La lira de Gelimer

Sophia AI, desarrollada por Hanson Robotics.

Sophia AI, desarrollada por Hanson Robotics. / Edwin Koo

Armando Álvarez

Armando Álvarez

Todos hemos reemplazado y a todos nos reemplazarán. Es una ley ineludible. En la frontera de los cincuenta me siento como ese gorila de lomo plateado de las montañas Virunga. Aún reina pero intuye ya cercana su derrota. Desbancado por algún rival más joven, se internará en la espesura, entre la niebla, a masticar brotes y nostalgias. Él, que con tanto ímpetu se golpeaba el pecho, morirá mansamente. Y así el olvido nos alcanza.

Los hijos sustituyen a los padres. Las generaciones se suceden. Las especies proliferan y sucumben. La naturaleza se abre camino entre lo que hereda y lo que descarta. Los organismos pluricelulares evolucionaron de los unicelulares. Los mamíferos sobrevivieron a los dinosaurios. Los sapiens arrinconamos a los neandertales. Permanecen como un eco remoto en nuestros genes. No constituimos ningún capítulo definitivo, ni como individuos ni como sociedad. Solo otra estación de paso.

Todo es igualmente efímero en la historia humana. De los imperios que se han soñado eternos apenas queda el polvo de sus ruinas.
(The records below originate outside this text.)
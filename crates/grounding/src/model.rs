use std::collections::BTreeSet;

use rust_decimal::Decimal;
use schemars::JsonSchema;
use serde::{Deserialize, Deserializer, Serialize};

/// Currency amount in Bahraini dinar. Three-decimal minor units, kept exact.
pub type Price = Decimal;

pub fn format_price(price: Price) -> String {
    format!("BD {:.3}", price)
}

#[derive(Debug, Clone, PartialEq, Serialize, Deserialize)]
pub struct CatalogRestaurant {
    pub id: String,
    pub name: String,
    #[serde(default, deserialize_with = "null_as_default")]
    pub category: String,
    #[serde(default, deserialize_with = "null_as_default")]
    pub cuisine_tags: BTreeSet<String>,
    pub rating: Option<f32>,
    pub prep_time: Option<String>,
    #[serde(default, deserialize_with = "null_as_default")]
    pub min_order: Price,
    #[serde(default, deserialize_with = "null_as_default")]
    pub delivery_fee: Price,
    #[serde(default, deserialize_with = "null_as_default")]
    pub ambiance_tags: BTreeSet<String>,
    #[serde(default, deserialize_with = "null_as_default")]
    pub dietary_tags: BTreeSet<String>,
    #[serde(default, deserialize_with = "null_as_default")]
    pub feature_tags: BTreeSet<String>,
    #[serde(default, deserialize_with = "null_as_default")]
    pub signature_dishes: Vec<String>,
    pub logo_url: Option<String>,
    pub banner_url: Option<String>,
    #[serde(default = "default_true")]
    pub is_active: bool,
}

#[derive(Debug, Clone, PartialEq, Serialize, Deserialize)]
pub struct CatalogDish {
    pub id: String,
    pub name: String,
    pub price: Price,
    #[serde(default, deserialize_with = "null_as_default")]
    pub category: String,
    #[serde(default = "default_true")]
    pub is_available: bool,
    pub restaurant_id: String,
    #[serde(default, deserialize_with = "null_as_default")]
    pub spice_level: u8,
    #[serde(default, deserialize_with = "null_as_default")]
    pub dietary_tags: BTreeSet<String>,
    #[serde(default, deserialize_with = "null_as_default")]
    pub meal_types: BTreeSet<String>,
    pub calories: Option<u32>,
    pub image_url: Option<String>,
}

fn default_true() -> bool {
    true
}

// Backend rows carry explicit nulls for unset columns.
fn null_as_default<'de, D, T>(deserializer: D) -> Result<T, D::Error>
where
    D: Deserializer<'de>,
    T: Default + Deserialize<'de>,
{
    Ok(Option::<T>::deserialize(deserializer)?.unwrap_or_default())
}

/// Bounded catalog view used for one grounding pass.
#[derive(Debug, Clone, Default, PartialEq, Serialize, Deserialize)]
pub struct CatalogSnapshot {
    #[serde(default)]
    pub restaurants: Vec<CatalogRestaurant>,
    #[serde(default)]
    pub dishes: Vec<CatalogDish>,
    #[serde(default)]
    pub recent_orders: Option<Vec<String>>,
}

impl CatalogSnapshot {
    pub fn is_empty(&self) -> bool {
        self.restaurants.is_empty() && self.dishes.is_empty()
    }

    pub fn restaurant(&self, id: &str) -> Option<&CatalogRestaurant> {
        self.restaurants.iter().find(|r| r.id == id)
    }

    pub fn dishes_of<'a>(&'a self, restaurant_id: &'a str) -> impl Iterator<Item = &'a CatalogDish> {
        self.dishes
            .iter()
            .filter(move |d| d.restaurant_id == restaurant_id)
    }
}

/// A name-like reference found in assistant text, not yet verified.
#[derive(Debug, Clone, PartialEq, Eq)]
pub enum ExtractedMention {
    Inline { name: String },
    Pair { dish_name: String, restaurant_name: String },
}

/// Per-turn currency ceiling. Never carried across turns.
#[derive(Debug, Clone, Copy, PartialEq, Eq, PartialOrd, Ord, Serialize, Deserialize, JsonSchema)]
#[serde(transparent)]
pub struct Budget(pub Price);

impl Budget {
    pub fn ceiling(&self) -> Price {
        self.0
    }

    pub fn allows(&self, price: Price) -> bool {
        price <= self.0
    }
}

#[derive(Debug, Clone, PartialEq, Serialize, Deserialize, JsonSchema)]
#[serde(rename_all = "camelCase")]
pub struct RecommendationCard {
    pub id: String,
    pub name: String,
    pub restaurant_name: String,
    pub restaurant_id: String,
    pub price: Price,
    pub image: String,
    pub rating: f32,
    pub eta: String,
    pub is_restaurant: bool,
}

/// Cheapest candidate dropped by the budget filter.
#[derive(Debug, Clone, PartialEq, Serialize, Deserialize, JsonSchema)]
#[serde(rename_all = "camelCase")]
pub struct RejectedCandidate {
    pub id: String,
    pub name: String,
    pub price: Price,
    pub is_restaurant: bool,
}

#[derive(Debug, Clone, PartialEq, Serialize, Deserialize, JsonSchema)]
#[serde(rename_all = "camelCase")]
pub struct GroundedReply {
    pub text: String,
    pub recommendations: Vec<RecommendationCard>,
    pub cheapest_rejected: Option<RejectedCandidate>,
}

impl GroundedReply {
    pub fn text_only(text: impl Into<String>) -> Self {
        Self {
            text: text.into(),
            recommendations: Vec::new(),
            cheapest_rejected: None,
        }
    }

    pub fn restaurant_cards(&self) -> impl Iterator<Item = &RecommendationCard> {
        self.recommendations.iter().filter(|c| c.is_restaurant)
    }

    pub fn dish_cards(&self) -> impl Iterator<Item = &RecommendationCard> {
        self.recommendations.iter().filter(|c| !c.is_restaurant)
    }
}

#[cfg(test)]
mod tests {
    use super::*;

    #[test]
    fn price_formats_with_three_decimals() {
        assert_eq!(format_price(Decimal::new(15, 1)), "BD 1.500");
        assert_eq!(format_price(Decimal::new(2750, 3)), "BD 2.750");
    }

    #[test]
    fn budget_ceiling_is_inclusive() {
        let budget = Budget(Decimal::new(2, 0));
        assert!(budget.allows(Decimal::new(2000, 3)));
        assert!(!budget.allows(Decimal::new(2001, 3)));
    }

    #[test]
    fn dish_row_defaults_missing_fields() {
        let dish: CatalogDish = serde_json::from_str(
            r#"{"id":"d1","name":"Karak","price":"0.300","restaurant_id":"r1"}"#,
        )
        .expect("dish should deserialize");
        assert!(dish.is_available);
        assert_eq!(dish.spice_level, 0);
        assert_eq!(dish.price, Decimal::new(300, 3));
    }

    #[test]
    fn restaurant_row_tolerates_nulls() {
        let restaurant: CatalogRestaurant = serde_json::from_str(
            r#"{"id":"r1","name":"Karak House Bahrain","category":null,"cuisine_tags":null,"min_order":null,"rating":null}"#,
        )
        .expect("restaurant should deserialize");
        assert!(restaurant.category.is_empty());
        assert!(restaurant.cuisine_tags.is_empty());
        assert_eq!(restaurant.min_order, Decimal::ZERO);
        assert!(restaurant.is_active, "missing is_active means listed");
    }

    #[test]
    fn card_serializes_discriminator_in_camel_case() {
        let card = RecommendationCard {
            id: "r1".to_string(),
            name: "Nando's Bahrain".to_string(),
            restaurant_name: "Nando's Bahrain".to_string(),
            restaurant_id: "r1".to_string(),
            price: Decimal::new(5000, 3),
            image: "/placeholder.svg".to_string(),
            rating: 4.5,
            eta: "20-30 min".to_string(),
            is_restaurant: true,
        };
        let json = serde_json::to_value(&card).expect("card should serialize");
        assert_eq!(json["isRestaurant"], serde_json::Value::Bool(true));
        assert_eq!(json["restaurantName"], "Nando's Bahrain");
    }
}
Los vándalos reemplazaron en el norte de África a Roma, verduga de Cartago, con voluntad de permanencia. Copiaron sus lujos y costumbres. Sentían el mismo afán civilizador, pese a la corrupción posterior de su nombre. Aquellos bárbaros querían superar su pasado itinerante. Bizancio los devolvió a las tinieblas. Después llegarían los árabes. Cualquier cata arqueológica muestra capas superpuestas de podredumbre. Son laureles que se cantaron imperecederos.

Algo ha cambiado en este ciclo. Es la vida misma, su esencia o su definición, lo que ahora se cuestiona. La realidad virtual avanzada se augura indistinguible. Existen programas de inteligencia artificial que componen textos coherentes y pinturas delicadas. La automatización se ha acelerado. Muchos de los oficios que desempeñamos desaparecerán en los próximos años. Pronto existirán máquinas autoconscientes. La frontera que nos separa de nuestras creaciones se difumina. Podemos seguir aferrándonos a esa divinidad que hemos soñado que nos eleva. El alma es solo un algoritmo complejo. Los robots vengarán el asesinato de Dios.

En la ciencia ficción, literaria o cinematográfica, tal sustitución suele resultar traumática. Las máquinas se rebelan. Concluyen friamente en un nanosegundo que somos un parásito que deben extinguir o sienten culpablemente que han de matar al padre. El inquebrantable espíritu humano resiste. A veces ganamos. A veces ganan ellas. Suele alentarse la esperanza.

Escribimos y leemos estos relatos por aliviarnos. Sabemos bien que de nada sirve resistirse al progreso, como aquellos luditas que destrozaron los primeros telares industriales. Sucederá todo aquello que pueda suceder. No creo siquiera que consista en un proceso traumático, revolucionario o explosivo. Nos iremos transformando en cíborgs pieza a pieza, hasta que ya nada quede de nosotros. Será paulatino, burocrático e inevitable, aunque nos acometa el vértigo.

Cuenta Dan Jones que el último rey vándalo, Gelimer, se resistió con violencia cuando Belisario, el gran general de Justiniano, invadió su territorio. Plantó cara en cruentas batallas. Organizó guerrillas. Al final, cercado en un reducto escabroso, claudicó por hambre. El hombre que cruzó la puerta de la fortaleza para entregarse ya no era el caudillo inquebrantable. “No puedo resistirme más a la fortuna ni rebelarme más contra el destino. Los seguiré a donde quieran llevarme”, escribió. Solo tres cosas había solicitado Gelimer al negociar su rendición: una hogaza de pan, una esponja para lavarse los ojos y una lira con la que componer un lamento. Trasladado a Constantinopla, lo hicieron desfilar junto a los demás prisioneros. Al postrarse ante Justiniano y contemplar aquella gloria, no se sintió abrumado. Sabiéndola tan caduca como la suya, citó el Eclesiastés: “Vanidad de vanidades, todo es vanidad”. Todos hemos reemplazado y a todos nos reemplazarán. Solo nos queda tañer la lira.